KMan, the measure is typically EROEI (energy returned on energy invested), which looks at total energy balance, it doesn't tend to be oil specific. So for something like ethanol production, you'd account for the energy not only to plant, harvest, and process it, but also the energy to make the fertilizer, etc...so it's easier to deal with a universal energy content measure...BTUs or similar, rather than BOE (oil equivalents). But your point is correct, for many energy resources, the energy inputs to produce/extract them exceeds the energy contained within them. Depending ont the means and scale of production, many biofuels can fall into this category.
k-man

Gym climber
SCruz
Topic Author's Reply - Oct 25, 2012 - 12:51am PT
Watched it.


The key statement that hit me...


"Our planet, our future, the future of our children and their children and their planet..."



One problem with that, it's NOT our planet.

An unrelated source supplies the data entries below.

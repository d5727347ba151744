// Directory scan orchestration: store, scheduler, interrupt handling, output

use crate::config::ScanConfig;
use crate::error::Result;
use crate::interrupt::{InterruptCoordinator, InterruptReport, Supervised};
use crate::persist::{ResultWriter, SavedPaths};
use crate::report::hit_line;
use indicatif::{ProgressBar, ProgressStyle};
use std::future::Future;
use std::sync::Arc;
use std::time::Duration;
use vesstor_scanner::{
    HitCallback, HttpProbe, ProgressCallback, ResultSnapshot, ResultStore, ScanStats,
    SessionInfo, WaveScheduler,
};

/// How a scan ended.
#[derive(Debug)]
pub enum ScanOutcome {
    Completed {
        snapshot: ResultSnapshot,
        saved: SavedPaths,
        stats: ScanStats,
        elapsed: Duration,
    },
    Interrupted(InterruptReport),
}

impl ScanOutcome {
    pub fn snapshot(&self) -> &ResultSnapshot {
        match self {
            ScanOutcome::Completed { snapshot, .. } => snapshot,
            ScanOutcome::Interrupted(report) => &report.snapshot,
        }
    }

    pub fn is_interrupted(&self) -> bool {
        matches!(self, ScanOutcome::Interrupted(_))
    }
}

fn progress_bar(total: usize) -> ProgressBar {
    let pb = ProgressBar::new(total as u64);
    let style = ProgressStyle::default_bar()
        .template("[{bar:40.cyan/blue}] {pos}/{len} {msg}")
        .map(|style| style.progress_chars("=>-"))
        .unwrap_or_else(|_| ProgressStyle::default_bar());
    pb.set_style(style);
    pb
}

/// Run a full scan of `config.target` over `candidates`.
///
/// Hits are printed as they land. If `interrupt` resolves first, whatever
/// the store holds at that moment is written (best effort) and the scan is
/// abandoned; otherwise the final snapshot is written once and a write
/// failure is returned as an error.
pub async fn execute_scan<S>(
    config: &ScanConfig,
    candidates: Vec<String>,
    interrupt: S,
) -> Result<ScanOutcome>
where
    S: Future<Output = ()>,
{
    let store = Arc::new(ResultStore::new(SessionInfo::new(
        config.target.clone(),
        config.mode.as_str(),
        config.threads,
        config.delay,
    )));
    let writer = ResultWriter::new(&config.output_dir);
    let coordinator = InterruptCoordinator::new(store.clone(), writer.clone());

    let pb = config
        .show_progress_bars
        .then(|| Arc::new(progress_bar(candidates.len())));

    let hit_pb = pb.clone();
    let hit_callback: HitCallback = Arc::new(move |url: &str, status_code: u16| {
        let line = hit_line(url, status_code);
        match hit_pb {
            Some(ref pb) => pb.println(line),
            None => println!("{}", line),
        }
    });

    let mut scheduler = WaveScheduler::new(HttpProbe::with_timeout(config.timeout)?, config.threads)?
        .with_delay(config.delay)
        .with_hit_callback(hit_callback);

    if let Some(ref pb) = pb {
        let pb_clone = pb.clone();
        let progress_callback: ProgressCallback = Arc::new(move |done: usize| {
            pb_clone.set_position(done as u64);
        });
        scheduler = scheduler.with_progress_callback(progress_callback);
    }

    let scan = scheduler.run(&config.target, &candidates, store.clone());

    match coordinator.supervise(scan, interrupt).await {
        Supervised::Finished(stats) => {
            if let Some(ref pb) = pb {
                pb.finish_and_clear();
            }
            let stats = stats?;
            coordinator.complete();

            let snapshot = store.snapshot().await;
            let saved = writer.write(&snapshot)?;

            Ok(ScanOutcome::Completed {
                snapshot,
                saved,
                stats,
                elapsed: store.elapsed(),
            })
        }
        Supervised::Interrupted(report) => {
            if let Some(ref pb) = pb {
                pb.abandon();
            }
            // The coordinator is local to this call, so it is always the
            // first to interrupt.
            let report = match report {
                Some(report) => report,
                None => InterruptReport {
                    snapshot: store.snapshot().await,
                    saved: None,
                },
            };
            Ok(ScanOutcome::Interrupted(report))
        }
    }
}
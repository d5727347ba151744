use thiserror::Error;

#[derive(Error, Debug)]
pub enum ScanError {
    #[error("Failed to build HTTP client: {0}")]
    ClientBuild(#[from] reqwest::Error),

    #[error("Invalid URL: {0}")]
    InvalidUrl(String),

    #[error("Invalid configuration: {0}")]
    InvalidConfig(String),

    #[error("IO error: {0}")]
    IoError(#[from] std::io::Error),

    #[error("Probe task failed: {0}")]
    JoinError(#[from] tokio::task::JoinError),
}

pub type Result<T> = std::result::Result<T, ScanError>;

Funny, The Chief, the key statement that hits me is that they are "our children."

And yours, too.


I find it odd that you missed that.




It's curious that you don't seem to care about other people, or their children.
But you do care about yourself being taxed for carbon.



OK, that's all. Carry on now with your blow-hard attitude.
Reilly

Mountain climber
The Other Monrovia- CA
Oct 25, 2012 - 12:54am PT
But there has to be a certain tipping point where decreases in US demand really do cause prices to go down, since we are the biggest consumer.

That would be true only if there was a truly free market. While I cannot
claim to be tuned into the gasoline market it does not seem like it could be
truly open with so few players and a seeming preponderance of long-term contracts.
But we digress...
BASE104

Social climber
An Oil Field
Oct 25, 2012 - 12:42pm PT
Boy, somebody hit the nail on the head with the idea of Proven Reserves.

Domestic oil companies, who operate under the laws of the U.S. use all kinds of legal accounting tricks to overstate reserves.

While I can take a well and tell you what it will make in about twenty minutes (This used to be one of my jobs when I worked acquisitions), the big question is Proven Undeveloped Reserves, AKA PUD's.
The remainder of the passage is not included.